We are creating a model for collaboration among community members to design and create food-producing green spaces in urban neighborhoods.


Description

Summary

 

Our project seeks to contribute to the movement of sustaining local and native food production through community-driven urban agriculture, or “food forests”. Similar efforts have been shown to improve “fresh vegetable production, physical activity, green space, job creation, storm-water retention, greenhouse gas mitigation, neighborhood beautification, ‘eyes on the street’, and community-building,” (McClintock). They “have strengthened communities, fostering multi-ethnic and multi-generational exchanges of food ... knowledge.”

In addition, they contribute to democratization and citizen involvement in our communities. They “can foster civic engagement by creating inclusive spaces for public participation and for social learning about food production and consumption…[and] ‘cultivate the political and social skills necessary for effective citizenship,'” (McClintock). The more we can solidify these patterns of social interaction, the more we can make our voices heard as citizens working to solve our most difficult challenges, like climate change.

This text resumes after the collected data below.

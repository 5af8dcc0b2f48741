/// Configuration, types, and shared structures for asciigen.
///
/// This crate contains the shared buffers, the character ramp, the error
/// type and the configuration logic used across the asciigen workspace.

pub mod charset;
pub mod config;
pub mod error;
pub mod frame;
pub mod traits;

pub use charset::CharacterRamp;
pub use config::RenderConfig;
pub use error::CoreError;
pub use frame::{FrameBuffer, LuminanceBuffer};
pub use traits::Rasterizer;
use crate::error::CoreError;

/// Grille de luminance mono-canal, row-major, stride = `width`.
///
/// Produite par le [`Rasterizer`](crate::traits::Rasterizer), consommée par le
/// renderer de rampe. Lecture seule une fois construite.
///
/// # Example
/// ```
/// use ag_core::frame::LuminanceBuffer;
/// let buf = LuminanceBuffer::from_raw(2, 1, vec![0, 255]).unwrap();
/// assert_eq!(buf.get(1, 0), 255);
/// ```
#[derive(Clone, Debug, PartialEq, Eq)]
pub struct LuminanceBuffer {
    data: Vec<u8>,
    width: u32,
    height: u32,
}

impl LuminanceBuffer {
    /// Crée un buffer noir aux dimensions données.
    ///
    /// # Example
    /// ```
    /// use ag_core::frame::LuminanceBuffer;
    /// let buf = LuminanceBuffer::new(80, 20);
    /// assert_eq!(buf.data().len(), 1600);
    /// ```
    #[must_use]
    pub fn new(width: u32, height: u32) -> Self {
        Self {
            data: vec![0u8; width as usize * height as usize],
            width,
            height,
        }
    }

    /// Wrap raw row-major samples.
    ///
    /// # Errors
    /// Returns [`CoreError::InvalidDimensions`] if `data.len() != width * height`.
    pub fn from_raw(width: u32, height: u32, data: Vec<u8>) -> Result<Self, CoreError> {
        if data.len() != width as usize * height as usize {
            return Err(CoreError::InvalidDimensions { width, height });
        }
        Ok(Self {
            data,
            width,
            height,
        })
    }

    /// Width in samples.
    #[must_use]
    pub fn width(&self) -> u32 {
        self.width
    }

    /// Height in samples.
    #[must_use]
    pub fn height(&self) -> u32 {
        self.height
    }

    /// Raw samples, row-major.
    #[must_use]
    pub fn data(&self) -> &[u8] {
        &self.data
    }

    /// Sample at (x, y).
    #[inline(always)]
    #[must_use]
    pub fn get(&self, x: u32, y: u32) -> u8 {
        debug_assert!(x < self.width && y < self.height, "sample out of bounds");
        self.data[y as usize * self.width as usize + x as usize]
    }

    /// Row `y` as a slice of `width` samples.
    #[must_use]
    pub fn row(&self, y: u32) -> &[u8] {
        let start = y as usize * self.width as usize;
        &self.data[start..start + self.width as usize]
    }

    /// Inverse la luminance en place (`v → 255 - v`), pour fond clair.
    pub fn invert(&mut self) {
        for v in &mut self.data {
            *v = 255 - *v;
        }
    }
}

/// Buffer de pixels RGBA row-major, 4 bytes par pixel.
///
/// Étape intermédiaire de l'adaptateur entre décodage et conversion en luminance.
///
/// # Example
/// ```
/// use ag_core::frame::FrameBuffer;
/// let fb = FrameBuffer::new(10, 10);
/// assert_eq!(fb.data.len(), 400);
/// ```
pub struct FrameBuffer {
    /// Pixels RGBA, row-major, 4 bytes par pixel.
    pub data: Vec<u8>,
    /// Width in pixels.
    pub width: u32,
    /// Height in pixels.
    pub height: u32,
}

impl FrameBuffer {
    /// Crée un buffer pré-alloué aux dimensions données.
    #[must_use]
    pub fn new(width: u32, height: u32) -> Self {
        Self {
            data: vec![0u8; width as usize * height as usize * 4],
            width,
            height,
        }
    }

    /// Luminance perceptuelle BT.709 du pixel (x, y).
    ///
    /// # Example
    /// ```
    /// use ag_core::frame::FrameBuffer;
    /// let mut fb = FrameBuffer::new(1, 1);
    /// fb.data.copy_from_slice(&[255, 255, 255, 255]);
    /// assert_eq!(fb.luminance(0, 0), 255);
    /// ```
    #[inline(always)]
    #[must_use]
    pub fn luminance(&self, x: u32, y: u32) -> u8 {
        let idx = (y as usize * self.width as usize + x as usize) * 4;
        bt709(&self.data[idx..idx + 3])
    }

    /// Convertit la frame entière en [`LuminanceBuffer`].
    #[must_use]
    pub fn to_luminance(&self) -> LuminanceBuffer {
        LuminanceBuffer {
            data: self.data.chunks_exact(4).map(bt709).collect(),
            width: self.width,
            height: self.height,
        }
    }
}

#[inline(always)]
fn bt709(rgb: &[u8]) -> u8 {
    ((u32::from(rgb[0]) * 2126 + u32::from(rgb[1]) * 7152 + u32::from(rgb[2]) * 722) / 10000)
        as u8
}
use std::io::Write;

use ag_core::config::RenderConfig;
use anyhow::{Context, Result};
use clap::Parser;

pub mod cli;
pub mod pipeline;

fn main() -> Result<()> {
    // 1. Parser CLI
    let cli = cli::Cli::parse();

    // 2. Initialiser le logging (stderr, stdout reste réservé à l'artefact)
    env_logger::Builder::new()
        .filter_level(cli.log_level.parse().unwrap_or(log::LevelFilter::Warn))
        .init();

    // 3. Charger la config puis appliquer les overrides CLI
    let mut config = resolve_config(&cli)?;
    cli.apply_overrides(&mut config)?;

    // 4. Lire la source et convertir
    let bytes = pipeline::read_source(&cli.image)?;
    let artifact = pipeline::convert_bytes(bytes, &config)?;

    // 5. Écrire le résultat
    let output = pipeline::format_output(&artifact, cli.json)?;
    let mut stdout = std::io::stdout().lock();
    stdout
        .write_all(output.as_bytes())
        .and_then(|()| stdout.flush())
        .context("Écriture sur stdout impossible")?;
    Ok(())
}

/// Config file if present, defaults otherwise.
fn resolve_config(cli: &cli::Cli) -> Result<RenderConfig> {
    if cli.config.exists() {
        ag_core::config::load_config(&cli.config)
    } else {
        log::warn!(
            "Config introuvable : {}. Utilisation des défauts.",
            cli.config.display()
        );
        Ok(RenderConfig::default())
    }
}
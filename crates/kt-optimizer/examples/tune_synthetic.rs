use anyhow::Result;
use kt_optimizer::*;
use kt_types::*;
use serde_json::json;
use tracing_subscriber::EnvFilter;

/// Simulated kernel time: fastest around 128x4 threads with unroll 4 and a
/// 0.75 occupancy target.
fn simulated_time(config: &ConfigView<'_>) -> RunOutcome {
    let get = |name: &str| config.get(name).and_then(|v| v.as_f64()).unwrap_or(1.0);
    let (bx, by) = (get("block_size_x"), get("block_size_y"));
    let (unroll, tile) = (get("unroll"), get("tile"));

    if unroll * tile > 16.0 {
        return RunOutcome::CompileFailed("register spill".to_string());
    }
    let occupancy = ((bx * by).log2() - 9.0).powi(2);
    let shape = (bx.log2() - 7.0).abs() * 0.3;
    let ilp = (unroll.log2() - 2.0).powi(2) * 0.5 + (tile - 2.0).abs() * 0.2;
    let target = (get("occupancy_target") - 0.75).abs();
    RunOutcome::Time(1.0 + occupancy + shape + ilp + target)
}

fn main() -> Result<()> {
    tracing_subscriber::fmt()
        .with_env_filter(
            EnvFilter::try_from_default_env().unwrap_or_else(|_| EnvFilter::new("info")),
        )
        .with_target(false)
        .init();

    let params = TuneParams::new()
        .add_ints("block_size_x", &[16, 32, 64, 128, 256, 512])
        .add_ints("block_size_y", &[1, 2, 4, 8, 16])
        .add_ints("unroll", &[1, 2, 4, 8])
        .add_ints("tile", &[1, 2, 4])
        .add_ints("vector_width", &[4])
        .add_floats("occupancy_target", &[0.5, 0.75, 1.0]);

    let options = TuningOptions::new(params)?
        .with_restriction(Restriction::new(|c| {
            let bx = c.get("block_size_x").and_then(|v| v.as_i64()).unwrap_or(0);
            bx >= 32 || c.get("tile").and_then(|v| v.as_i64()) == Some(1)
        }))
        .with_strategy_options(json!({
            "popsize": 12,
            "max_fevals": 60,
            "method": "multi",
            "seed": 42,
        }))
        .with_verbose(std::env::var_os("KT_VERBOSE").is_some());

    let device = StaticDevice::new(1024).with_entry("device_name", json!("Simulated GPU"));
    let mut runner = FnRunner::new(device, simulated_time);
    let kernel = KernelOptions::new("stencil_2d").with_problem_size(vec![4096, 4096]);

    let bo = tune(
        BayesOptStrategy::NAME,
        &mut runner,
        &kernel,
        &DeviceOptions::default(),
        &options,
    )?;
    let random = tune(
        RandomSampling::NAME,
        &mut runner,
        &kernel,
        &DeviceOptions::default(),
        &options.clone().with_strategy_options(json!({"max_fevals": 60, "seed": 42})),
    )?;

    for output in [&bo, &random] {
        let summary = &output.summary;
        match &summary.best {
            Some(best) => println!(
                "{:>14}: {} evaluations ({} invalid), best {:.3} ms at {}",
                summary.strategy,
                summary.evaluations,
                summary.invalid_evaluations,
                best.time.unwrap_or(f64::NAN),
                format_configuration(&best.configuration)
            ),
            None => println!("{:>14}: no valid configuration found", summary.strategy),
        }
    }
    println!("Environment: {}", serde_json::to_string(&bo.environment)?);

    Ok(())
}
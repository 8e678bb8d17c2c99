//! Bayesian optimization over an enumerated kernel configuration space.
//!
//! The controller owns every piece of run-time state: the normalization map,
//! the pruned space, the observation store, the surrogate and the acquisition
//! policy. Configurations are addressed by their index in the pruned space;
//! only [`BayesianOptimization::update_after_evaluation`] mutates the store.

use rand::rngs::StdRng;
use rand::seq::{index, SliceRandom};
use rand::{Rng, SeedableRng};
use serde::{Deserialize, Serialize};
use tracing::{debug, info};

use kt_types::{EvaluationRecord, ParameterValue, TuneResult};

use crate::acquisition::{
    select_best, Acquisition, AcquisitionContext, AcquisitionFunction, AcquisitionPolicy,
    MultiSchedule,
};
use crate::config::{BayesOptConfig, ExplorationFactor, SamplingMethod, TuningOptions};
use crate::evaluation::{CostFunction, EvalOutcome};
use crate::normalize::{compute_eps, NormalizationMap, PrunedSpace};
use crate::observations::{Measurement, ObservationStore};
use crate::space::SearchSpace;
use crate::surrogate::{GaussianProcess, Prediction, Surrogate};
use crate::trial::ObjectiveDirection;

/// Relative exploration used before any improvement can be measured.
const DEFAULT_EXPLORATION: f64 = 0.01;

/// Where the loop currently is.
#[derive(Debug, Clone, Copy, PartialEq, Eq, Serialize, Deserialize)]
pub enum LoopState {
    InitialSampling,
    SurrogateFit,
    CandidateScoring,
    RealEvaluation,
    ObservationUpdate,
    Terminated,
}

/// Why the loop stopped.
#[derive(Debug, Clone, Copy, PartialEq, Eq, Serialize, Deserialize)]
pub enum Termination {
    /// The configured evaluation budget was used up.
    BudgetReached,
    /// Every configuration in the space has been visited.
    SpaceExhausted,
    /// The cost function reported an exhausted external budget.
    Stopped,
}

/// Loop controller for one Bayesian-optimization run.
pub struct BayesianOptimization {
    config: BayesOptConfig,
    map: NormalizationMap,
    pruned: PrunedSpace,
    store: ObservationStore,
    surrogate: GaussianProcess,
    policy: AcquisitionPolicy,
    rng: StdRng,
    state: LoopState,
    budget: usize,
    popsize: usize,
    fevals: usize,
    initial_sample_mean: Option<f64>,
    results: Vec<EvaluationRecord>,
    verbose: bool,
}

Community-led urban agriculture also has implications for broader systems and structures. “Emphasis on food and agroecological citizenship privileges public over private gain, framing healthy food as a public good and access to it an unalienable right that cannot be left to the logic of the market… Urban agriculture and other [alternative food networks] can ultimately serve as a counter-hegemonic tool to reclaim ‘the commons’ from the enclosure of capitalist commodification by ‘ensur[ing] that access to basic life-goods like food can be met through non-commodity channels, particularly when sufficient purchasing power is lacking’.” It does this, by working to “re-localize or reconnect production-consumption linkages separated by the industrial agri-food system," (McClintock).

With these in mind, community collaboration on urban agriculture such as we propose can go a long way toward creating a sustainable and climate-aware culture.


What actions do you propose?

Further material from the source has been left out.